Malgré les alertes formulées depuis de nombreux mois, en dépit d’une demande soutenue, le logement neuf sombre dans une crise sévère, similaire à celle qui a sévi au sortir de la crise financière de 2008-2009. Le marché de la maison neuve en secteur diffus chute violemment de 31,3% en 2022 et même de 38,2% au dernier trimestre. Avec 96 000 ventes brutes, il s’agit du pire exercice des seize dernières années. L’habitat individuel groupé s’écroule également de 22,2%, à 6 100 ventes, pire millésime des vingt-deux dernières années. Quant au logement collectif, les ventes aux particuliers se contractent de 14,1% sur 2022 et même de 30,4% au dernier trimestre.

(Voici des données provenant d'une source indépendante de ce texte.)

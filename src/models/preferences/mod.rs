// Layer preferences module
// Per-attendee visibility and colour overrides for a family group

use std::collections::HashMap;

use serde::{Deserialize, Serialize};

use crate::models::event::CalendarEvent;

/// Visibility and colour for one attendee's layer.
#[derive(Debug, Clone, PartialEq, Serialize, Deserialize)]
#[serde(rename_all = "camelCase", default)]
pub struct AttendeeLayer {
    pub visible: bool,
    pub color_override: Option<String>,
}

impl Default for AttendeeLayer {
    fn default() -> Self {
        Self {
            visible: true,
            color_override: None,
        }
    }
}

#[derive(Debug, Clone, Default, PartialEq, Serialize, Deserialize)]
#[serde(default)]
pub struct LayerPreferences {
    pub layers: HashMap<String, AttendeeLayer>,
}

impl LayerPreferences {
    pub fn layer(&self, attendee_ref: &str) -> Option<&AttendeeLayer> {
        self.layers.get(attendee_ref)
    }

    pub fn is_attendee_visible(&self, attendee_ref: &str) -> bool {
        self.layer(attendee_ref).map(|l| l.visible).unwrap_or(true)
    }

    /// An event is hidden only when it has attendees and every one is hidden.
    pub fn is_event_visible(&self, event: &CalendarEvent) -> bool {
        event.attendee_refs.is_empty()
            || event
                .attendee_refs
                .iter()
                .any(|attendee| self.is_attendee_visible(attendee))
    }

    /// First visible attendee override wins, then the event's own colour source.
    pub fn resolve_color<'a>(&'a self, event: &'a CalendarEvent) -> Option<&'a str> {
        event
            .attendee_refs
            .iter()
            .filter_map(|attendee| self.layer(attendee))
            .filter(|layer| layer.visible)
            .find_map(|layer| layer.color_override.as_deref())
            .or(event.color_source.as_deref())
    }

    /// Events that survive the visibility filter.
    pub fn visible_events<'a>(
        &'a self,
        events: &'a [CalendarEvent],
    ) -> impl Iterator<Item = &'a CalendarEvent> + 'a {
        events.iter().filter(move |event| self.is_event_visible(event))
    }
}
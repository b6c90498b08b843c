// Event module
// Calendar event snapshots as delivered by the group event store

use chrono::{DateTime, Duration, NaiveDate, NaiveDateTime, Timelike};
use serde::{Deserialize, Serialize};
use thiserror::Error;

use crate::utils::date::{day_index_for, minute_index, minute_index_ceil};

/// Why an event could not be admitted into a layout pass.
#[derive(Debug, Clone, PartialEq, Eq, Error)]
pub enum EventError {
    #[error("event has no id")]
    MissingId,

    #[error("event {event_id}: missing {field} timestamp")]
    MissingTimestamp { event_id: String, field: &'static str },

    #[error("event {event_id}: malformed {field} timestamp {value:?}")]
    MalformedTimestamp {
        event_id: String,
        field: &'static str,
        value: String,
    },

    #[error("event {event_id}: end time is before start time")]
    EndBeforeStart { event_id: String },
}

/// Wire form of a responsibility sub-event.
#[derive(Debug, Clone, Default, PartialEq, Serialize, Deserialize)]
#[serde(rename_all = "camelCase", default)]
pub struct RawSubEvent {
    pub id: String,
    pub start_time: Option<String>,
    pub end_time: Option<String>,
    pub assignee_ref: Option<String>,
}

/// Wire form of a calendar event (ISO-8601 timestamps).
#[derive(Debug, Clone, Default, PartialEq, Serialize, Deserialize)]
#[serde(rename_all = "camelCase", default)]
pub struct RawCalendarEvent {
    pub id: String,
    pub title: Option<String>,
    pub start_time: Option<String>,
    pub end_time: Option<String>,
    pub attendee_refs: Vec<String>,
    pub is_all_day: bool,
    pub color_source: Option<String>,
    pub responsibility_sub_events: Vec<RawSubEvent>,
}

/// A task hand-off attached to an event, shown in the responsibility lane.
#[derive(Debug, Clone, PartialEq, Serialize)]
pub struct ResponsibilitySubEvent {
    pub id: String,
    pub start: NaiveDateTime,
    pub end: NaiveDateTime,
    pub assignee_ref: Option<String>,
}

/// Immutable snapshot of a calendar event. Edits replace the whole value.
#[derive(Debug, Clone, PartialEq, Serialize)]
pub struct CalendarEvent {
    pub id: String,
    pub title: String,
    pub start: NaiveDateTime,
    pub end: NaiveDateTime,
    pub attendee_refs: Vec<String>,
    pub is_all_day: bool,
    pub color_source: Option<String>,
    pub responsibility_sub_events: Vec<ResponsibilitySubEvent>,
}

/// Parse an ISO-8601 timestamp as local wall-clock time.
///
/// Offsets are accepted but ignored: the wall-clock reading is kept as written.
pub fn parse_timestamp(value: &str) -> Option<NaiveDateTime> {
    let value = value.trim();
    if value.is_empty() {
        return None;
    }
    if let Ok(with_offset) = DateTime::parse_from_rfc3339(value) {
        return Some(with_offset.naive_local());
    }
    const FORMATS: [&str; 4] = [
        "%Y-%m-%dT%H:%M:%S%.f",
        "%Y-%m-%dT%H:%M",
        "%Y-%m-%d %H:%M:%S%.f",
        "%Y-%m-%d %H:%M",
    ];
    FORMATS
        .iter()
        .find_map(|format| NaiveDateTime::parse_from_str(value, format).ok())
        .or_else(|| {
            NaiveDate::parse_from_str(value, "%Y-%m-%d")
                .ok()
                .and_then(|date| date.and_hms_opt(0, 0, 0))
        })
}

fn required_timestamp(
    event_id: &str,
    field: &'static str,
    value: Option<&str>,
) -> Result<NaiveDateTime, EventError> {
    let raw = value.filter(|v| !v.trim().is_empty()).ok_or_else(|| {
        EventError::MissingTimestamp {
            event_id: event_id.to_string(),
            field,
        }
    })?;
    parse_timestamp(raw).ok_or_else(|| EventError::MalformedTimestamp {
        event_id: event_id.to_string(),
        field,
        value: raw.to_string(),
    })
}

fn checked_range(
    event_id: &str,
    start: Option<&str>,
    end: Option<&str>,
) -> Result<(NaiveDateTime, NaiveDateTime), EventError> {
    let start = required_timestamp(event_id, "start", start)?;
    let end = required_timestamp(event_id, "end", end)?;
    if end < start {
        return Err(EventError::EndBeforeStart {
            event_id: event_id.to_string(),
        });
    }
    Ok((start, end))
}

impl TryFrom<&RawSubEvent> for ResponsibilitySubEvent {
    type Error = EventError;

    fn try_from(raw: &RawSubEvent) -> Result<Self, Self::Error> {
        if raw.id.trim().is_empty() {
            return Err(EventError::MissingId);
        }
        let (start, end) =
            checked_range(&raw.id, raw.start_time.as_deref(), raw.end_time.as_deref())?;
        Ok(Self {
            id: raw.id.clone(),
            start,
            end,
            assignee_ref: raw.assignee_ref.clone(),
        })
    }
}

impl TryFrom<&RawCalendarEvent> for CalendarEvent {
    type Error = EventError;

    /// Malformed sub-events are dropped individually; a malformed parent fails.
    fn try_from(raw: &RawCalendarEvent) -> Result<Self, Self::Error> {
        if raw.id.trim().is_empty() {
            return Err(EventError::MissingId);
        }
        let (start, end) =
            checked_range(&raw.id, raw.start_time.as_deref(), raw.end_time.as_deref())?;

        let responsibility_sub_events = raw
            .responsibility_sub_events
            .iter()
            .filter_map(|sub| match ResponsibilitySubEvent::try_from(sub) {
                Ok(parsed) => Some(parsed),
                Err(err) => {
                    log::warn!("Dropping responsibility of event {}: {}", raw.id, err);
                    None
                }
            })
            .collect();

        Ok(Self {
            id: raw.id.clone(),
            title: raw.title.clone().unwrap_or_default(),
            start,
            end,
            attendee_refs: raw.attendee_refs.clone(),
            is_all_day: raw.is_all_day,
            color_source: raw.color_source.clone(),
            responsibility_sub_events,
        })
    }
}

/// Convert a fetched batch, keeping every well-formed event.
///
/// Returns the admitted events and the errors for the ones left out.
pub fn parse_events(raw: &[RawCalendarEvent]) -> (Vec<CalendarEvent>, Vec<EventError>) {
    let mut events = Vec::with_capacity(raw.len());
    let mut errors = Vec::new();
    for item in raw {
        match CalendarEvent::try_from(item) {
            Ok(event) => events.push(event),
            Err(err) => {
                log::warn!("Excluding event from layout: {}", err);
                errors.push(err);
            }
        }
    }
    (events, errors)
}

/// Inclusive minute range `[first, last]` for a wall-clock interval.
///
/// Every minute the half-open interval touches is claimed, so intervals that
/// overlap by any amount share a tick. Zero-length intervals still occupy
/// their start minute.
pub fn minute_range(start: NaiveDateTime, end: NaiveDateTime, epoch: NaiveDate) -> (i64, i64) {
    let first = minute_index(start, epoch);
    let last = (minute_index_ceil(end, epoch) - 1).max(first);
    (first, last)
}

/// Inclusive day-index range covered by a wall-clock interval.
///
/// An end exactly at midnight does not claim that day.
pub fn day_range(start: NaiveDateTime, end: NaiveDateTime, epoch: NaiveDate) -> (i64, i64) {
    let first = day_index_for(start.date(), epoch);
    let end_day = day_index_for(end.date(), epoch);
    let ends_at_midnight = end.num_seconds_from_midnight() == 0 && end.nanosecond() == 0;
    let last = if ends_at_midnight && end > start {
        end_day - 1
    } else {
        end_day
    };
    (first, last.max(first))
}

impl CalendarEvent {
    /// Create a timed event with required fields
    ///
    /// # Examples
    /// ```
    /// use family_calendar::models::event::CalendarEvent;
    /// use chrono::NaiveDate;
    ///
    /// let start = NaiveDate::from_ymd_opt(2025, 3, 4).unwrap().and_hms_opt(10, 0, 0).unwrap();
    /// let end = start + chrono::Duration::hours(1);
    /// let event = CalendarEvent::new("standup", start, end).unwrap();
    /// assert_eq!(event.duration(), chrono::Duration::hours(1));
    /// ```
    pub fn new(
        id: impl Into<String>,
        start: NaiveDateTime,
        end: NaiveDateTime,
    ) -> Result<Self, EventError> {
        let id = id.into();
        if id.trim().is_empty() {
            return Err(EventError::MissingId);
        }
        if end < start {
            return Err(EventError::EndBeforeStart { event_id: id });
        }
        Ok(Self {
            id,
            title: String::new(),
            start,
            end,
            attendee_refs: Vec::new(),
            is_all_day: false,
            color_source: None,
            responsibility_sub_events: Vec::new(),
        })
    }

    pub fn with_title(mut self, title: impl Into<String>) -> Self {
        self.title = title.into();
        self
    }

    pub fn with_attendees<I, S>(mut self, attendees: I) -> Self
    where
        I: IntoIterator<Item = S>,
        S: Into<String>,
    {
        self.attendee_refs = attendees.into_iter().map(Into::into).collect();
        self
    }

    pub fn all_day(mut self, all_day: bool) -> Self {
        self.is_all_day = all_day;
        self
    }

    pub fn with_color_source(mut self, color: impl Into<String>) -> Self {
        self.color_source = Some(color.into());
        self
    }

    pub fn with_responsibility(mut self, sub_event: ResponsibilitySubEvent) -> Self {
        self.responsibility_sub_events.push(sub_event);
        self
    }

    /// Get the duration of the event
    pub fn duration(&self) -> Duration {
        self.end - self.start
    }

    /// Inclusive minute range relative to `epoch`.
    pub fn minute_range(&self, epoch: NaiveDate) -> (i64, i64) {
        minute_range(self.start, self.end, epoch)
    }

    /// Inclusive day-index range covered by the event.
    ///
    /// An end exactly at midnight does not claim that day.
    pub fn day_range(&self, epoch: NaiveDate) -> (i64, i64) {
        day_range(self.start, self.end, epoch)
    }

    /// True when the event covers more than one calendar day.
    pub fn is_multi_day(&self, epoch: NaiveDate) -> bool {
        let (first, last) = self.day_range(epoch);
        last > first
    }
}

L’inflation continue des coûts de construction et des prix du foncier, affaiblissement des dispositifs de soutien à l’accession et à l’investissement locatif, et hausse rapide et brutale des taux d’intérêts, cumulés aux contraintes du HSCF, aux limites fixées par les taux d’usure et à la nette contraction de l’offre de prêts immobiliers, ont fait plonger de 19,6% la production de crédits immobiliers aux particuliers pour le neuf en 2022 (-44,6% sur les trois derniers mois).
Face à cette situation, le Pôle Habitat FFB demande des actions urgentes. Le temps presse et l’inaction serait fatale tant pour les ménages qui cherchent aujourd’hui à concrétiser leurs projets que pour les acteurs de la filière et les emplois qu’ils représentent :
Il importe, tout d’abord, que les établissements de crédit se remobilisent autour de la production de prêts immobiliers pour les particuliers, d’autant que le secteur ne dispose plus des institutions spécialisées que représentaient le Crédit Foncier et le Crédit Immobilier de France. La décision prise par la Banque de France de procéder, sur les prochains mois, à une révision mensuelle et non plus trimestrielle des taux d’usure va naturellement dans le bon sens. Néanmoins, un travail d’assouplissement des contraintes réglementaires induites par les recommandations de fin 2020 du HCSF semble également s’imposer.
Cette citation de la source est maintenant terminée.